Au printemps déjà, tandis que les Bordelais étaient confinés, respectueux des règles sanitaires, les prémices de la violence étaient là. Le 26 avril, face au Grand Théâtre de Bordeaux, les vrombissements sourds des motos et d’un quad défiaient impunément les forces de sécurité dans un tohu-bohu infernal. Comme à l’accoutumée, les riverains n’ont eu aucune information sur cette scène ; tout juste évoquera-t-on après coup des "jeunes sortis de chez eux" alors que cela leur était défendus. Les protagonistes furent, une fois de plus, ces fameux jeunes gens, dont nous ne connaissons ni le nom ni le portrait-robot, et qui commettent de temps à autre quelques "incivilités" de rues. Dans la France du XXIe siècle, mutiler, agresser, frapper, détruire ou violer est devenu une banale "incivilité".
Déconfinement malheureux
Depuis le déconfinement, les événements ont pris un tour inquiétant qui laisse les Bordelais sans voix. En l’espace de quelques semaines, les agressions à l’arme blanche ont explosé et plusieurs bagarres ont éclaté en centre-ville. Il y a quelques jours, le 17 juillet, en banlieue bordelaise, un guet-apens homophobe était commis par deux mineurs (dont l’un est déjà connu pour "une grave série de vols avec violence en réunion") qui ont violemment frappé un homme piégé sur un site de rencontre gay. Ayant été incarcérés depuis les faits, les deux agresseurs seront probablement relâchés dans la nature. Quelques jours après, le 18 juillet, un homme a reçu deux coups de couteau dans le thorax tandis qu’il portait secours à une femme agressée.

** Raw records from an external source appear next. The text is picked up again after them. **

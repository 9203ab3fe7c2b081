//! Market data providers.

pub mod circuit_breaker;
pub mod csv_import;
pub mod memory;
pub mod provider;
pub mod synthetic;
pub mod yahoo;

pub use circuit_breaker::CircuitBreaker;
pub use csv_import::CsvProvider;
pub use memory::InMemoryProvider;
pub use provider::{DataError, DataProvider, DataSource, FetchResult};
pub use synthetic::SyntheticProvider;
pub use yahoo::YahooProvider;
//! TOML run configuration.
//!
//! ```toml
//! instruments = ["AMD", "NVDA"]
//! train_start = "2024-01-02"
//! train_end = "2024-06-28"
//!
//! [search]
//! trials = 1000
//! seed = 42
//! threads = 0
//!
//! [space]
//! horizon = 10
//! drop_threshold = { min = 0.01, max = 0.10 }
//! gain_threshold = { min = 0.01, max = 0.10 }
//! stop_loss_threshold = { min = 0.01, max = 0.10 }
//!
//! [validation]
//! interval = "minute"
//! reference = "session_open"
//! ```

use std::path::Path;

use chrono::NaiveDate;
use serde::{Deserialize, Serialize};
use thiserror::Error;

use reboundlab_core::domain::ParamError;
use reboundlab_core::universe::UniverseFilter;
use reboundlab_core::DEFAULT_INITIAL_CASH;

use crate::search::SearchSpace;
use crate::walk_forward::{WalkForwardConfig, WindowSpec};

#[derive(Debug, Error)]
pub enum ConfigError {
    #[error("failed to read config {path}: {source}")]
    Io {
        path: String,
        #[source]
        source: std::io::Error,
    },

    #[error("failed to parse config: {0}")]
    Parse(#[from] toml::de::Error),

    #[error(transparent)]
    InvalidParameters(#[from] ParamError),

    #[error("config lists no instruments")]
    NoInstruments,

    #[error("train_start {start} is after train_end {end}")]
    InvertedDates { start: NaiveDate, end: NaiveDate },

    #[error("validation_days must be at least 1 (got {0})")]
    ValidationDays(i64),

    #[error("initial_cash must be positive (got {0})")]
    InitialCash(f64),
}

#[derive(Debug, Clone, Copy, PartialEq, Serialize, Deserialize)]
#[serde(default)]
pub struct SearchSection {
    pub trials: usize,
    pub seed: u64,
    pub threads: usize,
    /// Search the rule without a stop-loss.
    pub disable_stop_loss: bool,
}

impl Default for SearchSection {
    fn default() -> Self {
        Self {
            trials: 1000,
            seed: 42,
            threads: 0,
            disable_stop_loss: false,
        }
    }
}

fn default_validation_days() -> i64 {
    30
}

fn default_initial_cash() -> f64 {
    DEFAULT_INITIAL_CASH
}

fn default_true() -> bool {
    true
}

/// A complete walk-forward run as read from disk.
#[derive(Debug, Clone, PartialEq, Serialize, Deserialize)]
pub struct RunConfig {
    pub instruments: Vec<String>,
    pub train_start: NaiveDate,
    pub train_end: NaiveDate,
    #[serde(default)]
    pub search: SearchSection,
    #[serde(default)]
    pub space: SearchSpace,
    #[serde(default)]
    pub training: WindowSpec,
    #[serde(default)]
    pub validation: WindowSpec,
    #[serde(default = "default_validation_days")]
    pub validation_days: i64,
    #[serde(default = "default_initial_cash")]
    pub initial_cash: f64,
    #[serde(default = "default_true")]
    pub parallel_instruments: bool,
    #[serde(default)]
    pub universe: Option<UniverseFilter>,
}

impl RunConfig {
    pub fn from_file(path: &Path) -> Result<Self, ConfigError> {
        let config = Self::parse_file(path)?;
        config.validate()?;
        Ok(config)
    }

    /// Parse and validate.
    pub fn from_toml(content: &str) -> Result<Self, ConfigError> {
        let config = Self::parse_toml(content)?;
        config.validate()?;
        Ok(config)
    }

    /// Read and parse without validating, for callers that layer overrides
    /// on top and call [`RunConfig::validate`] afterwards.
    pub fn parse_file(path: &Path) -> Result<Self, ConfigError> {
        let content = std::fs::read_to_string(path).map_err(|source| ConfigError::Io {
            path: path.display().to_string(),
            source,
        })?;
        Self::parse_toml(&content)
    }

    pub fn parse_toml(content: &str) -> Result<Self, ConfigError> {
        Ok(toml::from_str(content)?)
    }

    pub fn validate(&self) -> Result<(), ConfigError> {
        if self.instruments.is_empty() {
            return Err(ConfigError::NoInstruments);
        }
        if self.train_start > self.train_end {
            return Err(ConfigError::InvertedDates {
                start: self.train_start,
                end: self.train_end,
            });
        }
        if self.validation_days < 1 {
            return Err(ConfigError::ValidationDays(self.validation_days));
        }
        if !(self.initial_cash.is_finite() && self.initial_cash > 0.0) {
            return Err(ConfigError::InitialCash(self.initial_cash));
        }
        self.walk_forward().validate()?;
        Ok(())
    }

    pub fn walk_forward(&self) -> WalkForwardConfig {
        let mut space = self.space;
        if self.search.disable_stop_loss {
            space.stop_loss_threshold = None;
        }
        WalkForwardConfig {
            trials: self.search.trials,
            seed: self.search.seed,
            threads: self.search.threads,
            space,
            training: self.training,
            validation: self.validation,
            validation_days: self.validation_days,
            initial_cash: self.initial_cash,
            parallel_instruments: self.parallel_instruments,
            universe: self.universe,
        }
    }
}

Dans le même temps, sur les quais de Bordeaux, des rixes entre bandes de "MNA" (mineurs non accompagnés) ou jeunes majeurs récidivistes éclatent régulièrement, faisant plusieurs blessés.
Le changement d’atmosphère est déconcertant
Jeudi dernier, en fin de journée, les forces de l’ordre ont été prises pour cible dans le quartier du Grand Parc. Une quinzaine de "jeunes" ont tendu un guet-apens aux policiers et ont tiré des explosifs dans l’intention manifeste de les blesser. Ainsi, depuis le printemps, plusieurs dizaines d’agressions et de blessés par arme blanche sont à déplorer dans la ville. Si les médias locaux se sont fait l’écho de la violence qui règne à Bordeaux, il suffit de déambuler sur les quais de la Garonne, depuis la gare Saint-Jean jusqu’à la place des Quinconces, pour mesurer la gravité et la profondeur de cette situation.
En dépit du paysage de carte postale légué par Alain Juppé, théoricien et candidat malheureux de "l’identité heureuse", les quais de Bordeaux sont à eux seuls la triste métaphore de la ségrégation urbaine. Le long du "quai des sports", vitrine des investissements financiers consentis par la municipalité, flotte désormais un parfum de cannabis tandis que les pelouses sont jonchées de canettes de bières. Un peu plus haut, prêt de la Porte de Bourgogne, les terrasses de café sont occupées exclusivement par des hommes. Le changement d’atmosphère est déconcertant lorsque, quelques rues plus loin, dans le triangle d’or bordelais, la promenade s’achève dans l’insouciance d’un verre en terrasse, encadré par plusieurs boutiques luxueuses.
Jusqu’à quand les familles s’inquiéteront du sort des enfants lorsqu’ils reviennent tard le soir ?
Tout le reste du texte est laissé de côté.